Georgia’s sweeping and political application of conspiracy law echoes a tactic that shattered the left roughly a hundred years ago, when the U.S. government targeted socialist parties and militant unions with laws against criminal syndicalism, espionage, and sedition.
By Tadhg Larabee and Eva Rosenfeld, Dissent
Just after sunrise on November 13, 2023, hundreds of protesters gathered in Gresham Park on Atlanta’s outskirts. As they zipped up painted jumpsuits, a police helicopter circled overhead. It was the start of the latest action in a sprawling, decentralized campaign to stop construction of the Atlanta Public Safety Training Center, better known as Cop City.
A two-year occupation of the Weelaunee Forest, the site of the proposed complex, ended in early 2023 after police killed a forest defender known as Tortuguita and, over several months, charged forty-two people with domestic terrorism. The majority of those charged were attending a protest music festival in March while property destruction occurred nearly a mile away. In April, three activists distributing fliers about the police murder of Tortuguita were arrested and jailed for almost three months. It was unclear whether any of the prosecutions would go forward until September, when Georgia’s attorney general, Chris Carr, brought a single case against sixty-one protesters, using the state’s exceptionally broad Racketeer Influenced and Corrupt Organizations (RICO) Act to paint the Stop Cop City movement as a criminal syndicate akin to the Mafia. The sprawling indictment accused them of a conspiracy to spread “virulent anarchist ideals.”

Amid this campaign of state repression, one segment of Stop Cop City put out a national call to action: Meet in Atlanta. March onto the construction site. Issue, through nonviolent direct action, what organizers called a “people’s stop-work order.” Render absurd, through widely publicized mass participation, the notion that this is a conspiracy and not a broad-based political movement.
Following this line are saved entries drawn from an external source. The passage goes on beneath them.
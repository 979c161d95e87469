//! A conflict-driven clause learning SAT solver.
//!
//! Formulas are read from DIMACS ([`sat::dimacs`]) into a [`sat::cnf::Cnf`]
//! and solved by [`sat::cdcl::Cdcl`], which combines two-watched-literal
//! propagation, first-UIP clause learning, VSIDS decisions with phase saving,
//! Luby restarts and activity-based reduction of learnt clauses.

/// The `sat` module implements the solver and its input format.
pub mod sat;
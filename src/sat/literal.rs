#![warn(clippy::all, clippy::pedantic, clippy::nursery)]
//! Variables and literals.
//!
//! A variable is a dense, 0-based index handed out by the solver. A literal
//! packs a variable and its polarity into a single `u32` as
//! `2 * variable + (1 if negated)`, so the two literals of a variable sit
//! next to each other and a literal can index per-literal tables (watch
//! lists) directly.

use core::fmt;
use core::ops::{Neg, Not};

/// A propositional variable, 0-based.
pub type Variable = u32;

/// A variable together with a polarity.
///
/// Two literals compare equal iff they have the same variable and polarity.
/// The encoding is a bijection over `0..=Variable::MAX / 2`.
#[derive(Clone, Copy, PartialEq, Eq, Hash, PartialOrd, Ord, Default)]
pub struct Literal(u32);

impl Literal {
    /// Builds a literal over `var`. `polarity == true` is the positive literal.
    #[must_use]
    #[inline]
    pub const fn new(var: Variable, polarity: bool) -> Self {
        if polarity {
            Self(var << 1)
        } else {
            Self((var << 1) | 1)
        }
    }

    /// The positive literal of `var`.
    #[must_use]
    #[inline]
    pub const fn positive(var: Variable) -> Self {
        Self::new(var, true)
    }

    /// The negative literal of `var`.
    #[must_use]
    #[inline]
    pub const fn negative(var: Variable) -> Self {
        Self::new(var, false)
    }

    /// Rebuilds a literal from its packed code, see [`Literal::code`].
    #[must_use]
    #[inline]
    pub const fn from_code(code: u32) -> Self {
        Self(code)
    }

    #[must_use]
    #[inline]
    pub const fn variable(self) -> Variable {
        self.0 >> 1
    }

    /// `true` for the positive literal of a variable.
    #[must_use]
    #[inline]
    pub const fn polarity(self) -> bool {
        self.0 & 1 == 0
    }

    #[must_use]
    #[inline]
    pub const fn is_negated(self) -> bool {
        !self.polarity()
    }

    /// The literal of the same variable with the opposite polarity.
    #[must_use]
    #[inline]
    pub const fn negated(self) -> Self {
        Self(self.0 ^ 1)
    }

    /// The packed code, usable as a dense index into per-literal tables.
    #[must_use]
    #[inline]
    pub const fn code(self) -> u32 {
        self.0
    }

    #[must_use]
    #[inline]
    pub const fn index(self) -> usize {
        self.0 as usize
    }

    /// Converts a DIMACS literal (signed, 1-based, non-zero) into a literal.
    ///
    /// # Panics
    ///
    /// If `value` is zero.
    #[must_use]
    pub fn from_i32(value: i32) -> Self {
        assert_ne!(value, 0, "0 terminates a DIMACS clause and is not a literal");
        Self::new(value.unsigned_abs() - 1, value.is_positive())
    }

    /// The DIMACS form of this literal (signed, 1-based).
    ///
    /// # Panics
    ///
    /// If the variable does not fit into an `i32`.
    #[must_use]
    pub fn to_i32(self) -> i32 {
        let var = i32::try_from(self.variable() + 1).expect("literal variable overflowed i32");
        if self.polarity() { var } else { -var }
    }
}

impl Not for Literal {
    type Output = Self;

    #[inline]
    fn not(self) -> Self::Output {
        self.negated()
    }
}

impl Neg for Literal {
    type Output = Self;

    #[inline]
    fn neg(self) -> Self::Output {
        self.negated()
    }
}

impl From<i32> for Literal {
    fn from(value: i32) -> Self {
        Self::from_i32(value)
    }
}

impl fmt::Debug for Literal {
    fn fmt(&self, f: &mut fmt::Formatter<'_>) -> fmt::Result {
        if self.polarity() {
            write!(f, "x{}", self.variable())
        } else {
            write!(f, "!x{}", self.variable())
        }
    }
}

impl fmt::Display for Literal {
    fn fmt(&self, f: &mut fmt::Formatter<'_>) -> fmt::Result {
        write!(f, "{}", self.to_i32())
    }
}
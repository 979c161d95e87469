//! Log targets used throughout the library.
//!
//! The library only emits records through the [`log`] facade and never
//! installs a logger; the binary does that with `env_logger`, so
//! `RUST_LOG=search=info,reduction=debug` selects subsystems.

/// Targets to be used within a [`log`] macro.
pub mod targets {
    /// Watch scans and implied assignments.
    pub const PROPAGATION: &str = "propagation";

    /// Conflict analysis and learnt clauses.
    pub const ANALYSIS: &str = "analysis";

    /// Learnt clause database reduction.
    pub const REDUCTION: &str = "reduction";

    /// Clause addition and root-level simplification.
    pub const CLAUSE_DB: &str = "clause_db";

    /// Undoing assignments.
    pub const BACKTRACK: &str = "backtrack";

    /// Decisions and search outcomes.
    pub const SEARCH: &str = "search";

    pub const RESTART: &str = "restart";

    /// Reading DIMACS input.
    pub const DIMACS: &str = "dimacs";
}
#![allow(dead_code)]

use cdcl_sat::sat::cdcl::Cdcl;
use cdcl_sat::sat::cnf::Cnf;
use cdcl_sat::sat::configs::SolverOptions;
use cdcl_sat::sat::solver::{SolveStatus, Solver};

pub fn pigeonhole(pigeons: i32, holes: i32) -> Cnf {
    let var = |p: i32, h: i32| p * holes + h + 1;
    let mut cnf = Cnf::new((pigeons * holes) as usize);
    for p in 0..pigeons {
        cnf.add_clause((0..holes).map(|h| var(p, h)));
    }
    for h in 0..holes {
        for p in 0..pigeons {
            for q in p + 1..pigeons {
                cnf.add_clause([-var(p, h), -var(q, h)]);
            }
        }
    }
    cnf
}

/// Solves `cnf` and checks any model against it.
pub fn solve_checked(cnf: &Cnf, options: SolverOptions) -> (SolveStatus, Cdcl) {
    let mut solver = Cdcl::from_cnf(cnf, options);
    let status = solver.solve();
    if status == SolveStatus::Satisfiable {
        let model = solver.model_dimacs();
        assert_eq!(model.len(), cnf.num_vars);
        assert_eq!(
            cnf.first_falsified(&model),
            None,
            "model {model:?} does not satisfy the formula"
        );
    }
    (status, solver)
}

/// Exhaustive satisfiability check for small formulas.
pub fn brute_force_sat(cnf: &Cnf) -> bool {
    assert!(cnf.num_vars <= 20, "too many variables to enumerate");
    (0_u32..1 << cnf.num_vars).any(|bits| {
        let model: Vec<i32> = (0..cnf.num_vars)
            .map(|i| {
                let var = i as i32 + 1;
                if bits & (1 << i) == 0 { -var } else { var }
            })
            .collect();
        cnf.verify(&model)
    })
}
“It’s vital to make sure everybody knows . . . that there are people in Atlanta that want this to stop,” said Lorraine Fontana, a seventy-six-year-old activist who was arrested days before the march for blocking the entrance to the construction site. “We’re holding saplings,” a young protester said. “To replant the forest that the police have destroyed in trying to build Cop City,” another added. Papier-mâché puppets and protest signs sat in the grass, collecting dew; one sign, shaped like a dragonfly, read, “This is what a domestic terrorist looks like.” Hours later, as the tear gas dissipated and the protesters retreated to Gresham Park, a riot policeman was photographed removing the same sign from nearby Constitution Road. In the hands of the officer, it seemed to turn this charge back on the state.